How to maximize your digital transformation despite the pandemic
In early 2020, digital transformation had finally risen to the top of most corporate agendas. From bots to virtual desktop interfaces (VDI) to cloud solutions to omnichannel customer service, companies were executing on digital strategies at an unprecedented rate until the COVID-19 pandemic brought the world as we knew it to an almost complete standstill.
Businesses closed down, shipping and supply chains became paralyzed, and customers’ day-to-day lives changed dramatically. However, it didn’t take long before people began improvising and adapting. Doctors embraced telehealth, retailers implemented online ordering, curbside pickup and shipping operations, and cashless, touchless payment options ramped up.
In fact, rather than halting the digital revolution that was in progress, we are now seeing that it has in many instances accelerated the creation and adoption of digital transformation initiatives and collaboration tools. Rather than putting off expensive digital transformation initiatives, many companies are viewing this as the opportune moment to make meaningful digital changes within their organizations — especially those that can achieve near-term ROI and have the right talent to execute their strategy.
“As we move from reeling to reflecting on the disruptions we’ve seen courtesy of COVID-19, there are numerous questions being asked in boardrooms, on earnings calls, in the media, and in government,” says Dave Evans, CEO of Fictiv, an on-demand parts manufacturer. “The answer to all those questions is digital transformation.”
How COVID-19 is advancing corporate digital transformation
According to research from IDC, firms that have implemented digital transformation initiatives experience greater productivity, better customer support and more efficiency — all highly desirable outcomes at the best of times, and most certainly during challenging times. As Evans shares, “Digitally transformed industries drive value, speed and efficiency — and enable a level of agility and resilience.”
Digital evolution enables something else, too: Innovation, says Anna-Katrina Shedletsky, founder and CEO of Instrumental, an electronics manufacturing firm. She predicts the next 18 months will drive five years’ worth of innovation, “because the challenges the industry faces are so profound that an interim band-aid just won’t do.” New approaches to supply chains, human safety, quality oversight and remote optimization are only a few of the digital innovations that will emerge.
Shedletsky’s prediction holds true across different industries. For example, many have long referred to non-traditional office arrangements and broad-based work from home models as “the future of work” — but, that future has arrived early. Many companies are now anticipating that some portion of their workforce will remain working remotely even when offices are given the green light to reopen, further emphasizing the need for secure, reliable and scalable digital solutions to be in place.

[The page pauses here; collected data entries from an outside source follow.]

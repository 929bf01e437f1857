// Copyright (c) 2025 Ledgerbook Contributors.
// All rights reserved.
//
// This source code is licensed under the license found in the
// LICENSE file in the root directory of this source tree.

use chrono::NaiveDate;
use csv::{Terminator, WriterBuilder};
use log::debug;
use rusqlite::{Connection, ToSql};

use crate::error::Result;
use crate::models::TransactionType;

/// UTF-8 byte-order mark; spreadsheet tools need it to pick the encoding.
pub const UTF8_BOM: [u8; 3] = [0xEF, 0xBB, 0xBF];

pub const CSV_HEADER: [&str; 6] = ["日期", "類型", "金額", "分類", "帳戶", "備註"];

pub(crate) fn type_label(r#type: TransactionType) -> &'static str {
    match r#type {
        TransactionType::Income => "收入",
        TransactionType::Expense => "支出",
    }
}

/// Serializes non-deleted transactions to RFC 4180 CSV bytes: BOM prefix,
/// fixed localized header, CRLF row terminators, fields quoted whenever they
/// contain a comma, quote, or newline. The optional date range is inclusive
/// on both ends; rows are ordered by date then id.
pub fn export_transactions(
    conn: &Connection,
    start_date: Option<NaiveDate>,
    end_date: Option<NaiveDate>,
) -> Result<Vec<u8>> {
    let mut sql = String::from(
        "SELECT t.date, t.type, t.amount, IFNULL(c.name, ''), IFNULL(a.name, ''), t.note \
         FROM transactions t \
         LEFT JOIN categories c ON t.category_id = c.id AND c.is_deleted = 0 \
         LEFT JOIN accounts a ON t.account_id = a.id AND a.is_deleted = 0 \
         WHERE t.is_deleted = 0",
    );
    let mut values: Vec<Box<dyn ToSql>> = Vec::new();
    if let Some(start) = start_date {
        sql.push_str(&format!(" AND t.date >= ?{}", values.len() + 1));
        values.push(Box::new(start));
    }
    if let Some(end) = end_date {
        sql.push_str(&format!(" AND t.date <= ?{}", values.len() + 1));
        values.push(Box::new(end));
    }
    sql.push_str(" ORDER BY t.date, t.id");

    let mut stmt = conn.prepare(&sql)?;
    let rows = stmt.query_map(rusqlite::params_from_iter(values.iter()), |row| {
        Ok((
            row.get::<_, NaiveDate>(0)?,
            row.get::<_, TransactionType>(1)?,
            row.get::<_, String>(2)?,
            row.get::<_, String>(3)?,
            row.get::<_, String>(4)?,
            row.get::<_, Option<String>>(5)?,
        ))
    })?;

    let mut buf = UTF8_BOM.to_vec();
    {
        let mut wtr = WriterBuilder::new()
            .terminator(Terminator::CRLF)
            .from_writer(&mut buf);
        wtr.write_record(CSV_HEADER)?;
        let mut exported = 0u32;
        for row in rows {
            let (date, r#type, amount, category, account, note) = row?;
            wtr.write_record([
                date.format("%Y-%m-%d").to_string(),
                type_label(r#type).to_string(),
                amount,
                category,
                account,
                note.unwrap_or_default(),
            ])?;
            exported += 1;
        }
        wtr.flush()?;
        debug!("exported {exported} transactions");
    }
    Ok(buf)
}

It’s important to note that the changes and innovations associated with the future of work go well beyond screen-sharing and video conferencing. Particularly in contact centers, it’s extremely challenging for frontline support teams to work remotely without having access to cloud-based solutions and technologies such as VDI, workforce management platforms, customer relationship management (CRM) and omnichannel platforms. Implementing these solutions and platforms has required a leapfrog in technology that many organizations had resisted or put off until the pandemic deemed them essential for business continuity.
These rapid changes made out of necessity must become part of longer-term strategies and tactics in order to be sustainable and successful. For many, that could mean offering more consistent access to networks and servers, or purchasing dedicated software to improve training. For others, it may require bringing in a knowledgeable and experienced partner like TELUS International that has the people, processes and technology to provide digital solutions, cloud technologies and remote work capabilities.
Ensuring digital transformation success
As with any successful strategy, prioritizing areas of focus and ensuring you have the talent to execute them remain key to ensuring long-term success. For example, if budgets are tight, Shedletsky suggests looking for digital solutions with operating expense business models that provide ROI on Day 1. “They make budget by saving money for you now,” she says. What better way to gain traction than cutting costs while increasing future resiliency?
In addition to the right tools, a successful digital transformation also has a forward-looking people plan in place that encompasses the identification of current and future skills needed, recruitment, training, and ongoing learning and development programs.
A recent Harvard Business Review article says that “[organizations’] ability to adapt to an even more digital future depends on developing the next generation of skills, closing the gap between talent supply and demand, and future-proofing people’s potential.” Moreover, it shares that the focus on re-skilling and up-skilling employees ensures they can effectively adjust to change and adapt to the increasingly digital and virtual world. This parallel investment in people should not be overlooked, but be considered as vital an investment as the digital solutions and technology components.
Though many states, countries and overall economies are starting to see phased re-openings, the global community’s pandemic response continues, which includes the need for us to transform. “Digital transformation has always made sense, but adoption has been slowed as people deal with recent uncontrollable forces,” says Evans. “Now the needs are compelling and urgent, and those that fail to transform will likely be left behind and risk becoming irrelevant and noncompetitive.”
For organizations looking to emerge stronger, now is the time to double down on digital transformation.